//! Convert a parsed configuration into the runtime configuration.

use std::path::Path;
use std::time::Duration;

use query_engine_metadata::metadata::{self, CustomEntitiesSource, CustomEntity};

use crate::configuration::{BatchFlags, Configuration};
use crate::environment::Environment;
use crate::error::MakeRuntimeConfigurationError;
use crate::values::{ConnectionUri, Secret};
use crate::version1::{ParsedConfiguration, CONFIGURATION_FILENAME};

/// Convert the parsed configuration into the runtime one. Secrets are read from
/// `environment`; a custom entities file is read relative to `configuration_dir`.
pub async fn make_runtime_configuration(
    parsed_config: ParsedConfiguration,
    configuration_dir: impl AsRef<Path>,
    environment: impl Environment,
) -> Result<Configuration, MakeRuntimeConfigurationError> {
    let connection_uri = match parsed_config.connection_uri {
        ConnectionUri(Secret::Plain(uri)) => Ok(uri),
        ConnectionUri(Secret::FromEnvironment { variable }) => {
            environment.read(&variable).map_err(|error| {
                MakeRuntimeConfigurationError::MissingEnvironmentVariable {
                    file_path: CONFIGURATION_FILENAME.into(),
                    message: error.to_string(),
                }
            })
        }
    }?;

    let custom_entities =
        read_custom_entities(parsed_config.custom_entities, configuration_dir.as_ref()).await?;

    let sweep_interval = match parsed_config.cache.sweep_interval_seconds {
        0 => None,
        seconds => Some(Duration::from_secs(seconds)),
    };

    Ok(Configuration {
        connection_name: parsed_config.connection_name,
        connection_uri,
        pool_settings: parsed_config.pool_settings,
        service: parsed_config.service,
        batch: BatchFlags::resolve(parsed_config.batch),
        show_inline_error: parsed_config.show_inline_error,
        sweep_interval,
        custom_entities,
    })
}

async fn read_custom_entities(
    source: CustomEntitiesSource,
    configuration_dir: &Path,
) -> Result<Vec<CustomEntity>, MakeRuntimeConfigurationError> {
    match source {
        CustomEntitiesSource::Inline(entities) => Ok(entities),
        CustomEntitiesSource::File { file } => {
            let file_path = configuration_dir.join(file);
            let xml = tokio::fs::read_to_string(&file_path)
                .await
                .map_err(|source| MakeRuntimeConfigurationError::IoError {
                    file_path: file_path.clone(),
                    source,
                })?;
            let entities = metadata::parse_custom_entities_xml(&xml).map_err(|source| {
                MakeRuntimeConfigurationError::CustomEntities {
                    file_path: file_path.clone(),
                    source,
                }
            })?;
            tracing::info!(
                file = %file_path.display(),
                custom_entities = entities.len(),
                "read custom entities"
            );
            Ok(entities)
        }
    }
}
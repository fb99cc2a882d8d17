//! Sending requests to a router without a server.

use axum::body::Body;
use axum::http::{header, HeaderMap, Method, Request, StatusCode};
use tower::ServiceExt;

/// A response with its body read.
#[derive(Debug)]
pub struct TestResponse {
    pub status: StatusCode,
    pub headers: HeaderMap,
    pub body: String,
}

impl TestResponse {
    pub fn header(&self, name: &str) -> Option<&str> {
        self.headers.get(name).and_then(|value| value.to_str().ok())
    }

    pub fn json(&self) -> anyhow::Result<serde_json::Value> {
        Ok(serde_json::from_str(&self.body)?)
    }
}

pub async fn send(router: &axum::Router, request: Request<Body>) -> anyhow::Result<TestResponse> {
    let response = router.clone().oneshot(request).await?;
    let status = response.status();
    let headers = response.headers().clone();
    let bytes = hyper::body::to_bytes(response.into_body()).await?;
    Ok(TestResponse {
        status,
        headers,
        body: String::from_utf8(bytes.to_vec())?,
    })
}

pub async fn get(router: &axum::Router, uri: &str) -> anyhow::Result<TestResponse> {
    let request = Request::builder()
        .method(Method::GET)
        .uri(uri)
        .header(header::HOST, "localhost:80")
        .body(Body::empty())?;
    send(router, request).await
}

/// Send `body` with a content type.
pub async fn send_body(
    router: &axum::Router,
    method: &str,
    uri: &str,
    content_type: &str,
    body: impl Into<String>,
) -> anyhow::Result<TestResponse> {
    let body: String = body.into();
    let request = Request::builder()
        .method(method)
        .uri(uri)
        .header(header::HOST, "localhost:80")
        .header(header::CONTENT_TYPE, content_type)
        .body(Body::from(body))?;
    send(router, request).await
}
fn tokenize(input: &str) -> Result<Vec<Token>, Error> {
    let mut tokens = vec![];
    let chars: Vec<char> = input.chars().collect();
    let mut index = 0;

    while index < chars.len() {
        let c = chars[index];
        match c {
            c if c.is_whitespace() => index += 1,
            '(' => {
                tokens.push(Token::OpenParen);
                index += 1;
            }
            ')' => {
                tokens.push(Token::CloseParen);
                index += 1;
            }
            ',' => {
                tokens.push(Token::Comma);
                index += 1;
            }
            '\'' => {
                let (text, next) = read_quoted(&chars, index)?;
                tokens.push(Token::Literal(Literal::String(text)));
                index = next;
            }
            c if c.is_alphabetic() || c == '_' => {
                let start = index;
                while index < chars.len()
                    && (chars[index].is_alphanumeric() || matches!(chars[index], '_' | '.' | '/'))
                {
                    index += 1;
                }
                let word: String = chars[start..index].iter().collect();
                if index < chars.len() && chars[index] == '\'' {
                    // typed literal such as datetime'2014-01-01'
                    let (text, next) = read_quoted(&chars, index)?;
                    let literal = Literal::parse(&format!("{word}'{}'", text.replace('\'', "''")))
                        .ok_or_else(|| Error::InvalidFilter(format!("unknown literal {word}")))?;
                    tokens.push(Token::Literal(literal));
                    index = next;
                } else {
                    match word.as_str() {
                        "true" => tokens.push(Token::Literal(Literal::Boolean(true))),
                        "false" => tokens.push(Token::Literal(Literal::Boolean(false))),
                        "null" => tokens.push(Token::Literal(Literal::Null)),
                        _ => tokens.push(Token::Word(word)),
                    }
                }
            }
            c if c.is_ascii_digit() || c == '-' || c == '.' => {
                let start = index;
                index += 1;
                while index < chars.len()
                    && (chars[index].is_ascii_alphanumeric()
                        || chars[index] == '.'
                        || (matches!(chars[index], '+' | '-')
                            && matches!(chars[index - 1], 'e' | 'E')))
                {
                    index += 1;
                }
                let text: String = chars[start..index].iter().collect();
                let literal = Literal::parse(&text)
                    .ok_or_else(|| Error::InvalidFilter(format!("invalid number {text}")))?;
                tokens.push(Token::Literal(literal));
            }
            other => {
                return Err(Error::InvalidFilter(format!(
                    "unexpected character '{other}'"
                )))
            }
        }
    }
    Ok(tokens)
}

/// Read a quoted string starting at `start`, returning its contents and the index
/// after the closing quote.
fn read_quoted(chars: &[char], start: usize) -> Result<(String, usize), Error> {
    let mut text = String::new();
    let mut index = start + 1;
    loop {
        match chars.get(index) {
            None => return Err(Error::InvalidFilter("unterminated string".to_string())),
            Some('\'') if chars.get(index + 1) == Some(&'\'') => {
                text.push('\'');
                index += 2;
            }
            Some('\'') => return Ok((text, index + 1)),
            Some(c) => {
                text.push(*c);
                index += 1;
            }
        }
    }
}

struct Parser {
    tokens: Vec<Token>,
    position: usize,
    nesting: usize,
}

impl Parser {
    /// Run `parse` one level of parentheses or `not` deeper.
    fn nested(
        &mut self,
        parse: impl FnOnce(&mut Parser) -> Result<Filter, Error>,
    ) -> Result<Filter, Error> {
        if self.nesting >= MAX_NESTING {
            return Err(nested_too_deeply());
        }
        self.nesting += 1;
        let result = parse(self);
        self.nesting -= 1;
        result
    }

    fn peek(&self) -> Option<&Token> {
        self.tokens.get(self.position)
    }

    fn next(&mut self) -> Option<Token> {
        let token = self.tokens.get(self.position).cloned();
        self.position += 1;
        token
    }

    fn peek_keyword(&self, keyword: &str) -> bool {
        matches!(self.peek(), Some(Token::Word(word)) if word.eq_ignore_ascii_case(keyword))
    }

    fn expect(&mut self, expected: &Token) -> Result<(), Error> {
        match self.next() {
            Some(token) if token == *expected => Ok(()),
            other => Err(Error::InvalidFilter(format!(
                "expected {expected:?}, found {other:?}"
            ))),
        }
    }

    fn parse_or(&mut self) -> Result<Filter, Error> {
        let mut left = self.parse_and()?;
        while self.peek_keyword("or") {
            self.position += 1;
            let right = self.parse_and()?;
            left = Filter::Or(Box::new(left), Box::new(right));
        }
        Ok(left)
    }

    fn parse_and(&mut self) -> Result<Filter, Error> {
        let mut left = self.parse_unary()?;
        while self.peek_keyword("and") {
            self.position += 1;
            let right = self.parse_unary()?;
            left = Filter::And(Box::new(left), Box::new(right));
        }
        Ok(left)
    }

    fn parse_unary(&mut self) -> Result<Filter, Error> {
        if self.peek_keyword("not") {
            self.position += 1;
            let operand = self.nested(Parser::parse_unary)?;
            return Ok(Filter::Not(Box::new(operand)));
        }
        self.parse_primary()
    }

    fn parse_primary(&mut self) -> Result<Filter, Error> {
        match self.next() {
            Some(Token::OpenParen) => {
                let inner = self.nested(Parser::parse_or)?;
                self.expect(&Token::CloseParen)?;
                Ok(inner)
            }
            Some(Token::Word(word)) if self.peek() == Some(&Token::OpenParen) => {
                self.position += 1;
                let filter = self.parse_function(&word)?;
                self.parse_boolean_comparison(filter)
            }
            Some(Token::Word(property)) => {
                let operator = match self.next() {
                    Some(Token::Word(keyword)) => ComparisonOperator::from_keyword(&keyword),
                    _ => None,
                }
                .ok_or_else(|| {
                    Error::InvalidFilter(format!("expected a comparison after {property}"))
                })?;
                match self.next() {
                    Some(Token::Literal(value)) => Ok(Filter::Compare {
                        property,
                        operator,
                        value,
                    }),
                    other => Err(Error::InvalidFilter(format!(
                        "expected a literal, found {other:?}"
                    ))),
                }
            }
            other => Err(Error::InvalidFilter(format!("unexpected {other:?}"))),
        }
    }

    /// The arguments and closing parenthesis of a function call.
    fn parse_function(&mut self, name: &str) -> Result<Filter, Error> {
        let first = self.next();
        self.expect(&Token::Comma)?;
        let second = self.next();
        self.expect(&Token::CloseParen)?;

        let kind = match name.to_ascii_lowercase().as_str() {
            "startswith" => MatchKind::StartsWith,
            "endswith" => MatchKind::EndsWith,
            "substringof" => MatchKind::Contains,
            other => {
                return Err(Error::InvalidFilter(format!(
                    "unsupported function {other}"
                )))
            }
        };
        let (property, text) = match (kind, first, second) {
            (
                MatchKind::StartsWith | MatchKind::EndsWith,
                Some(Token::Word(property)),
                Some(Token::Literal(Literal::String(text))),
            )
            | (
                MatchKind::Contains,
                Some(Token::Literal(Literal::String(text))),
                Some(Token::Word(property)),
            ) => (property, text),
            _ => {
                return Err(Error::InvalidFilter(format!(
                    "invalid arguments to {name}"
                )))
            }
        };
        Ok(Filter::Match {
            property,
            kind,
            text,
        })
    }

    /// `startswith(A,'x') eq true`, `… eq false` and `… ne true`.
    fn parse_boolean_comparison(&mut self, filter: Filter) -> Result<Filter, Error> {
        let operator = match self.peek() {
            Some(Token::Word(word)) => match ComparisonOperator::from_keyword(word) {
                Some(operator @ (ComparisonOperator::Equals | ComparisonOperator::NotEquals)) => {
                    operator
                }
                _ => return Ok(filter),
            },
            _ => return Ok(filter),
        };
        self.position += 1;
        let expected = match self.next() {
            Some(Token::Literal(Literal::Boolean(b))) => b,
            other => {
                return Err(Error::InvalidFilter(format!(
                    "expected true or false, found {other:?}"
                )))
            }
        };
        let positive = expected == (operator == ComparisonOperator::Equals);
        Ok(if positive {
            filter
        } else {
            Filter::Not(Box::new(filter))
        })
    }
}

*REQUIRED WORK*
Copy whichever lines in the listing above contain the word "TestResponse".

*SOLUTION TO THIS PROBLEM*
pub struct TestResponse {
impl TestResponse {
pub async fn send(router: &axum::Router, request: Request<Body>) -> anyhow::Result<TestResponse> {
    Ok(TestResponse {
pub async fn get(router: &axum::Router, uri: &str) -> anyhow::Result<TestResponse> {
) -> anyhow::Result<TestResponse> {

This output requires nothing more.